Experience with Prenatal Diagnosis of Propionic Acidaemia and Methylmalonic Aciduria

The prenatal diagnosis of disorders of organic acid metabolism by enzymology on cultured amniotic cells obtained by amniocentesis at 15-18 weeks’ gestation has been applied to an increasing number of these disorders during the past 10 years, including propionic acidaemia and methylmalonic aciduria (see e.g. Chalmers and Lawson, 1982; Sweetman et al., 1982). The prenatal diagnosis of the latter two metabolically-related disorders is now carried out routinely by measurement of incorporation of label from [l-14C]propionate into cell protein in cultured cells or, more rarely, by direct measurement of activity of propionyl-CoA carboxylase (EC 6.4.1.3) or methylmalonyl-CoA metabolism. Methods involving cell culture are time-consuming because of the requirement for sufficient cells for assay and potentially unreliable because of the possibility of failed cultures and the rare occurrence of overgrowth by maternal fibroblasts (Buchanan et al., 1980).

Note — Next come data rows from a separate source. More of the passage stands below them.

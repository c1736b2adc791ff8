//! The data-plane pipeline.
//!
//! Per connected buffer session, a completion-driven state machine:
//!
//! 1. poll the host's request-ring tail by RDMA read (re-poll on torn or
//!    unchanged metadata),
//! 2. fetch `[head, tail)` into the local mirror with one or two reads
//!    (split on wrap) and immediately write the claimed head back,
//! 3. parse the batch, reserve response slots in parse order, submit the
//!    whole batch to the file service,
//! 4. scan staged responses for completed results (the committed prefix),
//! 5. once the batch is fully complete, poll the host's response head and
//!    push `[transmit, complete)` with one or two RDMA writes plus the
//!    transmit-tail metadata write.
//!
//! A failed work request tears down that session only. A response-ring
//! overflow is a sizing bug and stops the backend.

use tracing::{debug, error, trace, warn};

use super::session::{BufferSession, ConnState, RingState};
use super::{wr, Backend, BackendError};
use crate::constants::{DMA_AREA_BYTES, MAX_OUTSTANDING_IO, REQUEST_RING_BYTES, RESPONSE_RING_USED};
use crate::config::NotificationMethod;
use crate::rdma::{Completion, Endpoint, Fabric, RdmaError, RemoteMr, WrOpcode};
use crate::ring::request::{fetch_span, parse_batch};
use crate::ring::response::{
    host_can_accept, scan_completions, transmit_span, BatchBuilder, ScanOutcome,
};
use crate::ring::{layout, ring_advance, ring_distance};
use crate::service::{DataOp, DataRequest, PayloadRef, ResponseSlot};
use crate::wire::{decode_payload, encode_msg, peek_msg_id, MsgId};
use crate::wire::control::{BuffRelease, BuffRequestId, BuffRespondId};
use zerocopy::byteorder::little_endian::U32;

/// Offsets inside the per-session metadata landing region.
mod meta {
    /// Request tail word fetched from the host.
    pub const REQ_TAIL: usize = 0;
    /// Its check copy (second cache line of the fetch).
    pub const REQ_TAIL_CHECK: usize = 64;
    /// Response head word fetched from the host.
    pub const RESP_HEAD: usize = 128;
    /// Its check copy.
    pub const RESP_HEAD_CHECK: usize = 192;
    /// Scratch word holding the claimed request head for write-back.
    pub const REQ_HEAD_SCRATCH: usize = 256;
    /// Scratch word holding the transmit tail for write-back.
    pub const RESP_TAIL_SCRATCH: usize = 320;
    /// Bytes fetched by each metadata poll (value + check copy).
    pub const SPAN: u32 = 128;
}

fn meta_word(rings: &RingState, offset: usize) -> u32 {
    let mut bytes = [0u8; 4];
    rings.meta.read_at(offset, &mut bytes);
    u32::from_le_bytes(bytes)
}

/// Post the request-ring metadata poll.
fn post_request_meta_poll<E: Endpoint>(ep: &E, rings: &RingState) -> Result<(), RdmaError> {
    ep.post_read(
        rings.meta_mr.window(meta::REQ_TAIL as u32, meta::SPAN),
        rings.remote.at_offset(layout::REQ_TAIL as u64),
        wr::READ_REQUEST_META,
    )
}

/// Post the response-ring metadata poll.
fn post_response_meta_poll<E: Endpoint>(ep: &E, rings: &RingState) -> Result<(), RdmaError> {
    ep.post_read(
        rings.meta_mr.window(meta::RESP_HEAD as u32, meta::SPAN),
        rings.remote.at_offset(layout::RESP_HEAD as u64),
        wr::READ_RESPONSE_META,
    )
}

impl<F: Fabric> Backend<F> {
    /// Poll every connected buffer session's completion queue once.
    pub(super) fn process_buff_cq(&mut self) -> Result<(), BackendError> {
        for idx in 0..self.buff_sessions.len() {
            if self.buff_sessions[idx].state != ConnState::Connected {
                continue;
            }

            let polled = match &self.buff_sessions[idx].ep {
                None => continue,
                Some(ep) => ep.poll(),
            };

            match polled {
                Ok(None) => {}
                Ok(Some(c)) => self.on_buff_completion(idx, c)?,
                Err(e) => {
                    error!(slot = idx, "buffer channel failed: {e}");
                    self.buff_sessions[idx].teardown();
                }
            }
        }
        Ok(())
    }

    fn on_buff_completion(&mut self, idx: usize, c: Completion) -> Result<(), BackendError> {
        match c.opcode {
            WrOpcode::Recv => {
                self.handle_buff_msg(idx);
                Ok(())
            }

            WrOpcode::RdmaRead => match c.wr_id {
                wr::READ_REQUEST_META => {
                    self.with_rings(idx, |ep, rings| on_request_meta(ep, rings));
                    Ok(())
                }
                wr::READ_REQUEST_DATA | wr::READ_REQUEST_DATA_SPLIT => {
                    self.on_request_data(idx)
                }
                wr::READ_RESPONSE_META => {
                    let notify_imm = use_imm_notification(self.notification);
                    self.with_rings(idx, |ep, rings| on_response_meta(ep, rings, notify_imm));
                    Ok(())
                }
                other => {
                    error!(slot = idx, wr_id = other, "unknown read completion");
                    Ok(())
                }
            },

            WrOpcode::RdmaWrite => match c.wr_id {
                wr::WRITE_REQUEST_META => {
                    // The claimed head is published; start the next poll
                    // cycle.
                    self.with_rings(idx, |ep, rings| post_request_meta_poll(ep, rings));
                    Ok(())
                }
                wr::WRITE_RESPONSE_DATA | wr::WRITE_RESPONSE_DATA_SPLIT => {
                    if let Some(rings) = self.buff_sessions[idx].rings.as_mut() {
                        // Transmit progress is tracked by the split state;
                        // the response scanners do the rest.
                        let _ = rings.resp_split.on_completion();
                    }
                    Ok(())
                }
                wr::WRITE_RESPONSE_META => Ok(()),
                other => {
                    error!(slot = idx, wr_id = other, "unknown write completion");
                    Ok(())
                }
            },

            WrOpcode::Send => Ok(()),

            other => {
                error!(slot = idx, ?other, "unknown buffer completion");
                Ok(())
            }
        }
    }

    /// Run `f` against a session's endpoint and rings; tear the session
    /// down if it fails.
    fn with_rings(
        &mut self,
        idx: usize,
        f: impl FnOnce(&F::Endpoint, &mut RingState) -> Result<(), RdmaError>,
    ) {
        let session = &mut self.buff_sessions[idx];
        let outcome = match (&session.ep, session.rings.as_mut()) {
            (Some(ep), Some(rings)) => f(ep, rings),
            _ => return,
        };
        if let Err(e) = outcome {
            error!(slot = idx, "data plane failed: {e}");
            session.teardown();
        }
    }

    /// Handle a typed message on the buffer channel.
    fn handle_buff_msg(&mut self, idx: usize) {
        let session = &mut self.buff_sessions[idx];
        let mut msg = [0u8; crate::constants::CTRL_MSG_SIZE];
        session.msg_buf.read_at(super::session::RECV_BUF_OFF, &mut msg);

        match handle_buff_msg_inner(session, &msg) {
            Ok(BuffAction::None) => {}
            Ok(BuffAction::Teardown) => session.teardown(),
            Err(e) => {
                warn!(slot = idx, "buffer message dropped: {e}");
            }
        }
    }

    fn on_request_data(&mut self, idx: usize) -> Result<(), BackendError> {
        let done = match self.buff_sessions[idx].rings.as_mut() {
            None => return Ok(()),
            Some(rings) => rings.fetch_split.on_completion(),
        };
        if !done {
            return Ok(());
        }
        self.execute_requests(idx)
    }

    /// Parse the fetched batch, reserve responses, submit to the file
    /// service.
    fn execute_requests(&mut self, idx: usize) -> Result<(), BackendError> {
        let service = self.service.clone();
        let session = &mut self.buff_sessions[idx];
        let Some(rings) = session.rings.as_mut() else {
            return Ok(());
        };

        let cap = REQUEST_RING_BYTES;
        let fetched = rings.fetch_bytes;
        // The head was advanced when the fetch was claimed; parsing starts
        // `fetched` bytes behind it.
        let parse_head = ring_distance(rings.req_head, fetched, cap);
        let batch = match parse_batch(&rings.req_mirror, cap, parse_head, fetched) {
            Ok(batch) => batch,
            Err(e) => {
                error!(slot = idx, "request batch parse failed: {e}");
                session.teardown();
                return Ok(());
            }
        };

        trace!(slot = idx, requests = batch.len(), bytes = fetched, "batch parsed");

        let mut builder = BatchBuilder::begin(&rings.resp_staging, &mut rings.resp_tails)
            .map_err(BackendError::ResponseOverflow)?;

        let mut ops = Vec::with_capacity(batch.len());
        for parsed in &batch {
            let reserved = builder
                .reserve(
                    parsed.header.request_id.get(),
                    parsed.is_read,
                    parsed.header.bytes.get(),
                )
                .map_err(BackendError::ResponseOverflow)?;

            let request = DataRequest {
                request_id: parsed.header.request_id.get(),
                file_id: parsed.header.file_id.get(),
                offset: parsed.header.offset.get(),
                bytes: parsed.header.bytes.get(),
                is_read: parsed.is_read,
            };
            rings.contexts[rings.next_context] = request;
            rings.next_context = (rings.next_context + 1) % MAX_OUTSTANDING_IO;

            let source = parsed
                .payload
                .map(|range| PayloadRef::new(&rings.req_mirror, range));
            ops.push(DataOp {
                request,
                source,
                slot: ResponseSlot::new(&rings.resp_staging, &reserved),
            });
        }
        let (total, count) = builder.finish();
        debug!(slot = idx, count, total, "batch submitted");

        service.submit_data_batch(ops);
        Ok(())
    }

    /// Advance completion tails over finished responses; kick off the
    /// response transmit when a batch is entirely done.
    pub(super) fn scan_io_completions(&mut self) {
        for idx in 0..self.buff_sessions.len() {
            if self.buff_sessions[idx].state != ConnState::Connected {
                continue;
            }
            self.with_rings(idx, |ep, rings| {
                match scan_completions(&rings.resp_staging, &rings.resp_tails) {
                    ScanOutcome::Idle => Ok(()),
                    ScanOutcome::Progress {
                        new_complete,
                        batch_done,
                    } => {
                        rings.resp_tails.complete = new_complete;
                        if batch_done {
                            // Check how far the host has consumed before
                            // writing the batch back.
                            post_response_meta_poll(ep, rings)
                        } else {
                            Ok(())
                        }
                    }
                }
            });
        }
    }
}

The direct chemical analysis of cell-free amniotic fluid for metabolites excreted by the fetus offers the considerable advantages of rapid and early diagnoses and repeatable and reliable assays (see, e.g. Chalmers and Lawson, 1982). Propionic acidaemia and methylmalonic aciduria can be diagnosed in this way by measurement of methylcitrate or of methylmalonate and methyldtrate respectively. We report here our experience of monitoring 12 pregnancies at risk for these diseases using a combination of enzymology and direct chemical methods. Ambiguous results in one pregnancy at risk for propionic acidaemia necessitated enzymology of fetal leucocytes to resolve the diagnosis.